*** Opening of The data ***

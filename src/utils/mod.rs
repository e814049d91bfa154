pub mod config;
pub mod logger;
pub mod password;
pub mod settings_toml;

pub use config::*;
pub use logger::setup_logging;
pub use password::get_sftp_password;
pub use settings_toml::{RemdexToml, apply_file_to_opts, load_settings_toml, parse_settings_toml};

*** Close of The data ***

(What the task asks) Each line of the material above should be restated word for word.

(Exercise solution)
filename src/utils/mod.rs
repository e814049d91bfa154
pub mod config;
pub mod logger;
pub mod password;
pub mod settings_toml;

pub use config::*;
pub use logger::setup_logging;
pub use password::get_sftp_password;
pub use settings_toml::{RemdexToml, apply_file_to_opts, load_settings_toml, parse_settings_toml};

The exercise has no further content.